use std::io::{self, IsTerminal};

use anyhow::{Result, bail};
use clap::Args;
use tracing::info;

use crate::commands::ClientArgs;
use crate::eval::fixtures::SuiteName;
use crate::eval::metrics::Metric;
use crate::eval::model::ChatEvalModel;
use crate::eval::report::{render_json, render_text};
use crate::eval::runner::{EvalError, EvaluationResult, TestResult, assert_test, evaluate};

#[derive(Debug, Args, Clone)]
pub struct EvalArgs {
    /// Built-in suite to run.
    #[arg(long, required_unless_present = "list")]
    pub suite: Option<SuiteName>,
    /// List the built-in suites and exit.
    #[arg(long)]
    pub list: bool,
    /// Judge model selection.
    #[command(flatten)]
    pub judge: ClientArgs,
    /// Print the report as JSON.
    #[arg(long)]
    pub json: bool,
    #[arg(long)]
    pub no_color: bool,
    /// Exit with an error when any test case fails.
    #[arg(long)]
    pub strict: bool,
}

pub async fn run(args: EvalArgs) -> Result<()> {
    if args.list {
        for name in SuiteName::ALL {
            let suite = name.suite();
            println!("{name}\t{} cases", suite.cases.len());
        }
        return Ok(());
    }
    let Some(name) = args.suite else {
        bail!("--suite is required");
    };

    let suite = name.suite();
    let judge = ChatEvalModel::from_client(args.judge.judge_client()?);
    let metrics = suite
        .metrics
        .iter()
        .map(|metric| metric as &dyn Metric)
        .collect::<Vec<_>>();
    info!(suite = %name, cases = suite.cases.len(), "running evaluation suite");

    let (result, assertion) = if suite.assert_style {
        let mut test_results = Vec::with_capacity(suite.cases.len());
        let mut assertion = None;
        for (index, case) in suite.cases.iter().enumerate() {
            match assert_test(case, &metrics, &judge).await {
                Ok(mut result) => {
                    result.name = case.label(index);
                    test_results.push(result);
                }
                Err(EvalError::AssertionFailed { metrics: data, .. }) => {
                    let failed = TestResult {
                        name: case.label(index),
                        success: false,
                        case: case.clone(),
                        metrics_data: data.clone(),
                    };
                    assertion.get_or_insert(EvalError::AssertionFailed {
                        case: failed.name.clone(),
                        metrics: data,
                    });
                    test_results.push(failed);
                }
                Err(err) => return Err(err.into()),
            }
        }
        (EvaluationResult { test_results }, assertion)
    } else {
        (evaluate(&suite.cases, &metrics, &judge).await?, None)
    };

    if args.json {
        println!("{}", render_json(&result)?);
    } else {
        let colored = !args.no_color && io::stdout().is_terminal();
        print!("{}", render_text(&result, colored));
    }

    if let Some(err) = assertion {
        return Err(err.into());
    }
    if args.strict && !result.all_passed() {
        let summary = result.summary();
        bail!("{} of {} test cases failed", summary.failed, summary.total);
    }
    Ok(())
}
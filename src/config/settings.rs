//! Application settings structs, defaults and TOML persistence.
//!
//! All structs implement `Serialize`, `Deserialize`, `Default` and `Clone`
//! so they can be round-tripped through TOML files and shared across threads.

use std::time::Duration;

use anyhow::Result;
use serde::{Deserialize, Serialize};

use super::AppPaths;
use crate::tts::VoiceParams;

/// Environment variable consulted when `synthesis.api_key` is not set.
pub const API_KEY_ENV: &str = "GOOGLE_TTS_API_KEY";

// ---------------------------------------------------------------------------
// UserConfig
// ---------------------------------------------------------------------------

/// Identity used to key listening progress.
#[derive(Debug, Clone, Serialize, Deserialize)]
pub struct UserConfig {
    /// Opaque user identifier written into every progress snapshot.
    pub user_id: String,
}

impl Default for UserConfig {
    fn default() -> Self {
        Self {
            user_id: "local".into(),
        }
    }
}

// ---------------------------------------------------------------------------
// PaginatorConfig
// ---------------------------------------------------------------------------

/// Settings for splitting extracted text into speech pages.
#[derive(Debug, Clone, Serialize, Deserialize)]
pub struct PaginatorConfig {
    /// Byte ceiling for a single speech page (UTF-8).  Sized to stay under
    /// the 5 000-byte request limit of the synthesis service.
    pub max_page_bytes: usize,
    /// Cleaned physical-page blocks at or below this many characters are
    /// dropped as non-content.
    pub min_block_chars: usize,
}

impl Default for PaginatorConfig {
    fn default() -> Self {
        Self {
            max_page_bytes: 4_800,
            min_block_chars: 10,
        }
    }
}

// ---------------------------------------------------------------------------
// PlaybackConfig
// ---------------------------------------------------------------------------

/// Timing settings for the playback controller and its driver.
#[derive(Debug, Clone, Serialize, Deserialize)]
pub struct PlaybackConfig {
    /// Minimum milliseconds after playback start before an idle renderer is
    /// treated as "page finished".
    pub grace_window_ms: u64,
    /// Upper bound for a single synthesis request, in seconds.
    pub synthesis_timeout_secs: u64,
    /// How often the UI driver ticks the controller while playback is active.
    pub tick_interval_ms: u64,
}

impl PlaybackConfig {
    pub fn grace_window(&self) -> Duration {
        Duration::from_millis(self.grace_window_ms)
    }

    pub fn synthesis_timeout(&self) -> Duration {
        Duration::from_secs(self.synthesis_timeout_secs)
    }

    pub fn tick_interval(&self) -> Duration {
        Duration::from_millis(self.tick_interval_ms)
    }
}

impl Default for PlaybackConfig {
    fn default() -> Self {
        Self {
            grace_window_ms: 1_000,
            synthesis_timeout_secs: 30,
            tick_interval_ms: 100,
        }
    }
}

// ---------------------------------------------------------------------------
// SynthesisConfig
// ---------------------------------------------------------------------------

/// Connection settings for the Google Cloud Text-to-Speech REST API.
#[derive(Debug, Clone, Serialize, Deserialize)]
pub struct SynthesisConfig {
    /// Base URL of the API endpoint.
    pub base_url: String,
    /// API key.  `None` falls back to the `GOOGLE_TTS_API_KEY` env variable.
    pub api_key: Option<String>,
    /// Sentence spoken when previewing a voice.
    pub preview_text: String,
}

impl SynthesisConfig {
    /// The configured API key, or the environment fallback.
    ///
    /// Empty strings count as "not set".
    pub fn resolved_api_key(&self) -> Option<String> {
        self.api_key
            .clone()
            .filter(|k| !k.is_empty())
            .or_else(|| std::env::var(API_KEY_ENV).ok().filter(|k| !k.is_empty()))
    }
}

impl Default for SynthesisConfig {
    fn default() -> Self {
        Self {
            base_url: "https://texttospeech.googleapis.com".into(),
            api_key: None,
            preview_text: "Bu bir ses önizlemesidir.".into(),
        }
    }
}

// ---------------------------------------------------------------------------
// UiConfig
// ---------------------------------------------------------------------------

/// egui player window settings.
#[derive(Debug, Clone, Serialize, Deserialize)]
pub struct UiConfig {
    /// Last saved window position `(x, y)` in screen pixels.  `None` means
    /// let the OS / window manager pick a position on first launch.
    pub window_position: Option<(f32, f32)>,
    /// Keep the player floating above all other windows.
    pub always_on_top: bool,
    /// Show the listening-history panel under the transport controls.
    pub show_history: bool,
}

impl Default for UiConfig {
    fn default() -> Self {
        Self {
            window_position: None,
            always_on_top: false,
            show_history: true,
        }
    }
}

// ---------------------------------------------------------------------------
// AppConfig  (top-level)
// ---------------------------------------------------------------------------

/// Top-level application configuration, serialised as `settings.toml`.
///
/// # Persistence
///
/// ```rust,no_run
/// use page_narrator::config::AppConfig;
///
/// // Load (returns Default when file is missing)
/// let config = AppConfig::load().unwrap();
///
/// // Modify and save
/// // config.save().unwrap();
/// ```
#[derive(Debug, Clone, Default, Serialize, Deserialize)]
#[serde(default)]
pub struct AppConfig {
    /// Listener identity.
    pub user: UserConfig,
    /// Speech-page sizing.
    pub paginator: PaginatorConfig,
    /// Controller timing.
    pub playback: PlaybackConfig,
    /// Voice selection passed to every synthesis request.
    pub voice: VoiceParams,
    /// Synthesis service connection.
    pub synthesis: SynthesisConfig,
    /// Player window settings.
    pub ui: UiConfig,
}

impl AppConfig {
    /// Load configuration from the platform-appropriate `settings.toml`.
    ///
    /// Returns `Ok(AppConfig::default())` when the file does not exist yet
    /// (first-run scenario) so callers never need to special-case a missing
    /// file.
    pub fn load() -> Result<Self> {
        Self::load_from(&AppPaths::new().settings_file)
    }

    /// Load from an explicit path (useful for tests).
    pub fn load_from(path: &std::path::Path) -> Result<Self> {
        if !path.exists() {
            return Ok(Self::default());
        }
        let content = std::fs::read_to_string(path)?;
        let config: Self = toml::from_str(&content)?;
        Ok(config)
    }

    /// Save configuration to the platform-appropriate `settings.toml`,
    /// creating parent directories as needed.
    pub fn save(&self) -> Result<()> {
        self.save_to(&AppPaths::new().settings_file)
    }

    /// Save to an explicit path (useful for tests).
    pub fn save_to(&self, path: &std::path::Path) -> Result<()> {
        if let Some(parent) = path.parent() {
            std::fs::create_dir_all(parent)?;
        }
        let content = toml::to_string_pretty(self)?;
        std::fs::write(path, content)?;
        Ok(())
    }
}

// ---------------------------------------------------------------------------
// Tests
// ---------------------------------------------------------------------------
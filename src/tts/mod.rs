//! Text-to-speech: voice parameters, the synthesis gateway seam, the Google
//! Cloud TTS client and the dispatchers that run requests for the player.
//!
//! # Quick start
//!
//! ```rust,no_run
//! use std::sync::Arc;
//! use std::time::Duration;
//! use page_narrator::config::AppConfig;
//! use page_narrator::tts::{BackgroundDispatcher, GoogleTtsGateway, SynthesisGateway};
//!
//! let config = AppConfig::default();
//! let timeout = config.playback.synthesis_timeout();
//! let gateway: Arc<dyn SynthesisGateway> =
//!     Arc::new(GoogleTtsGateway::from_config(&config.synthesis, timeout));
//! let dispatcher = BackgroundDispatcher::spawn(gateway, timeout).unwrap();
//! # let _ = dispatcher;
//! ```

pub mod catalog;
pub mod dispatch;
pub mod gateway;
pub mod google;
pub mod voice;

// ---------------------------------------------------------------------------
// Public re-exports
// ---------------------------------------------------------------------------

pub use catalog::{CatalogReply, VoiceCatalog, VoiceDirectory};
pub use dispatch::{
    BackgroundDispatcher, InlineDispatcher, SynthesisDispatcher, SynthesisJob, SynthesisOutcome,
};
pub use gateway::{SynthesisError, SynthesisGateway};
pub use google::{filter_voices, GoogleTtsGateway, VoiceInfo};
pub use voice::{VoiceGender, VoiceParams, PITCH_RANGE, SPEAKING_RATE_RANGE};

// test-only re-export so the playback tests can import the mock gateway
// without reaching into `tts::gateway`.
#[cfg(test)]
pub use gateway::MockSynthesisGateway;
//! Playback error taxonomy.

use thiserror::Error;

use crate::audio::RendererError;
use crate::text::ExtractionError;
use crate::tts::SynthesisError;

/// Coarse error category, used by drivers to decide how to react.
#[derive(Debug, Clone, Copy, PartialEq, Eq, Hash)]
pub enum ErrorKind {
    /// The source produced no text.  Pick a different source.
    Extraction,
    /// A page could not be synthesized.  Retry with `start(index)`.
    Synthesis,
    /// The audio device could not be opened.  No session can exist.
    RendererInit,
    /// A page could not be loaded or controlled.  Retry with `start(index)`.
    RendererRuntime,
}

impl ErrorKind {
    pub fn as_str(&self) -> &'static str {
        match self {
            ErrorKind::Extraction => "extraction",
            ErrorKind::Synthesis => "synthesis",
            ErrorKind::RendererInit => "renderer-init",
            ErrorKind::RendererRuntime => "renderer-runtime",
        }
    }
}

/// Every error a driver can see, tagged with its [`ErrorKind`].
#[derive(Debug, Clone, Error)]
pub enum PlaybackError {
    #[error(transparent)]
    Extraction(#[from] ExtractionError),

    #[error("page {page}: {source}", page = .index + 1)]
    Synthesis {
        index: usize,
        #[source]
        source: SynthesisError,
    },

    #[error("{0}")]
    RendererInit(RendererError),

    #[error("page {page}: {source}", page = .index + 1)]
    RendererRuntime {
        index: usize,
        #[source]
        source: RendererError,
    },
}

impl PlaybackError {
    /// Classify a renderer failure that happened while handling page `index`.
    pub fn from_renderer(index: usize, error: RendererError) -> Self {
        match error {
            RendererError::Init(_) => PlaybackError::RendererInit(error),
            source => PlaybackError::RendererRuntime { index, source },
        }
    }

    pub fn kind(&self) -> ErrorKind {
        match self {
            PlaybackError::Extraction(_) => ErrorKind::Extraction,
            PlaybackError::Synthesis { .. } => ErrorKind::Synthesis,
            PlaybackError::RendererInit(_) => ErrorKind::RendererInit,
            PlaybackError::RendererRuntime { .. } => ErrorKind::RendererRuntime,
        }
    }

    /// `true` when re-entering `start` at the failing page may succeed.
    pub fn is_retryable(&self) -> bool {
        matches!(
            self.kind(),
            ErrorKind::Synthesis | ErrorKind::RendererRuntime
        )
    }

    /// The page the error is attached to, for per-page failures.
    pub fn page_index(&self) -> Option<usize> {
        match self {
            PlaybackError::Synthesis { index, .. }
            | PlaybackError::RendererRuntime { index, .. } => Some(*index),
            _ => None,
        }
    }
}

#[cfg(test)]
mod tests {
    use super::*;

    #[test]
    fn kinds_and_retryability() {
        let synth = PlaybackError::Synthesis {
            index: 3,
            source: SynthesisError::Timeout,
        };
        assert_eq!(synth.kind(), ErrorKind::Synthesis);
        assert!(synth.is_retryable());
        assert_eq!(synth.page_index(), Some(3));

        let extraction = PlaybackError::from(ExtractionError::Empty("x.txt".into()));
        assert_eq!(extraction.kind(), ErrorKind::Extraction);
        assert!(!extraction.is_retryable());
        assert_eq!(extraction.page_index(), None);
    }

    #[test]
    fn renderer_errors_are_split_by_phase() {
        let init = PlaybackError::from_renderer(0, RendererError::Init("no device".into()));
        assert_eq!(init.kind(), ErrorKind::RendererInit);
        assert!(!init.is_retryable());

        let runtime = PlaybackError::from_renderer(2, RendererError::Runtime("decode".into()));
        assert_eq!(runtime.kind(), ErrorKind::RendererRuntime);
        assert!(runtime.is_retryable());
        assert_eq!(runtime.page_index(), Some(2));
    }

    #[test]
    fn message_uses_one_based_page() {
        let err = PlaybackError::Synthesis {
            index: 3,
            source: SynthesisError::Timeout,
        };
        assert!(err.to_string().starts_with("page 4: "), "{err}");
    }
}
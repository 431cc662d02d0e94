//! Greedy word-wise splitting of document text into speech pages.
//!
//! A speech page is the unit handed to one synthesis request, so its UTF-8
//! size is capped by the synthesis service's request limit.  Words are never
//! split: a single word longer than the ceiling becomes its own over-limit
//! page rather than being truncated or dropped.
//!
//! # Example
//!
//! ```rust
//! use page_narrator::text::Paginator;
//!
//! let pages = Paginator::new(11).paginate("alpha beta gamma delta");
//! let texts: Vec<&str> = pages.iter().map(|p| p.text.as_str()).collect();
//! assert_eq!(texts, vec!["alpha beta", "gamma delta"]);
//! ```

use serde::{Deserialize, Serialize};

/// Default byte ceiling per page.
pub const DEFAULT_MAX_PAGE_BYTES: usize = 4_800;

// ---------------------------------------------------------------------------
// SpeechPage
// ---------------------------------------------------------------------------

/// One bounded chunk of text, sized for a single synthesis request.
#[derive(Debug, Clone, PartialEq, Eq, Serialize, Deserialize)]
pub struct SpeechPage {
    /// 0-based position in the page sequence.
    pub index: usize,
    /// Page text, single-space separated, never starting or ending in
    /// whitespace.
    pub text: String,
    /// UTF-8 byte length of `text`.
    pub byte_length: usize,
}

impl SpeechPage {
    pub fn new(index: usize, text: impl Into<String>) -> Self {
        let text = text.into();
        let byte_length = text.len();
        Self {
            index,
            text,
            byte_length,
        }
    }

    /// `true` when the page holds nothing to speak.
    pub fn is_blank(&self) -> bool {
        self.text.trim().is_empty()
    }

    /// `true` when the page exceeds `ceiling`, which only happens for a page
    /// made of one oversized word.
    pub fn is_oversized(&self, ceiling: usize) -> bool {
        self.byte_length > ceiling
    }
}

// ---------------------------------------------------------------------------
// Paginator
// ---------------------------------------------------------------------------

/// Splits text into [`SpeechPage`]s no larger than `max_page_bytes`.
#[derive(Debug, Clone, Copy)]
pub struct Paginator {
    max_page_bytes: usize,
}

impl Paginator {
    pub fn new(max_page_bytes: usize) -> Self {
        Self { max_page_bytes }
    }

    pub fn max_page_bytes(&self) -> usize {
        self.max_page_bytes
    }

    /// Split `text` into pages.
    ///
    /// Whitespace of any kind separates words and is normalised to single
    /// spaces.  Empty or whitespace-only input yields no pages.
    pub fn paginate(&self, text: &str) -> Vec<SpeechPage> {
        let mut pages = Vec::new();
        let mut acc = String::new();

        for word in text.split_whitespace() {
            if acc.is_empty() {
                acc.push_str(word);
                continue;
            }

            // Length of `acc + " " + word`.
            let candidate = acc.len() + 1 + word.len();
            if candidate > self.max_page_bytes {
                self.close_page(&mut pages, std::mem::take(&mut acc));
                acc.push_str(word);
            } else {
                acc.push(' ');
                acc.push_str(word);
            }
        }

        if !acc.is_empty() {
            self.close_page(&mut pages, acc);
        }

        log::debug!(
            "paginate: {} bytes -> {} pages (ceiling {})",
            text.len(),
            pages.len(),
            self.max_page_bytes
        );
        pages
    }

    /// Join cleaned physical-page blocks into one word stream and paginate.
    ///
    /// Physical page boundaries do not survive this step: a speech page may
    /// span the end of one physical page and the start of the next.
    pub fn paginate_blocks<S: AsRef<str>>(&self, blocks: &[S]) -> Vec<SpeechPage> {
        let joined = blocks
            .iter()
            .map(AsRef::as_ref)
            .collect::<Vec<_>>()
            .join(" ");
        self.paginate(&joined)
    }

    fn close_page(&self, pages: &mut Vec<SpeechPage>, text: String) {
        let text = text.trim().to_string();
        if text.is_empty() {
            return;
        }
        if text.len() > self.max_page_bytes {
            log::warn!(
                "paginate: word of {} bytes exceeds the {}-byte ceiling; kept as its own page",
                text.len(),
                self.max_page_bytes
            );
        }
        pages.push(SpeechPage::new(pages.len(), text));
    }
}

impl Default for Paginator {
    fn default() -> Self {
        Self::new(DEFAULT_MAX_PAGE_BYTES)
    }
}

// ---------------------------------------------------------------------------
// Tests
// ---------------------------------------------------------------------------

= = = =

-- TASK DESCRIPTION --
Please give the number of lines in the data above that contain the word "candidate", with nothing else.

-- EXERCISE OUTPUT --
2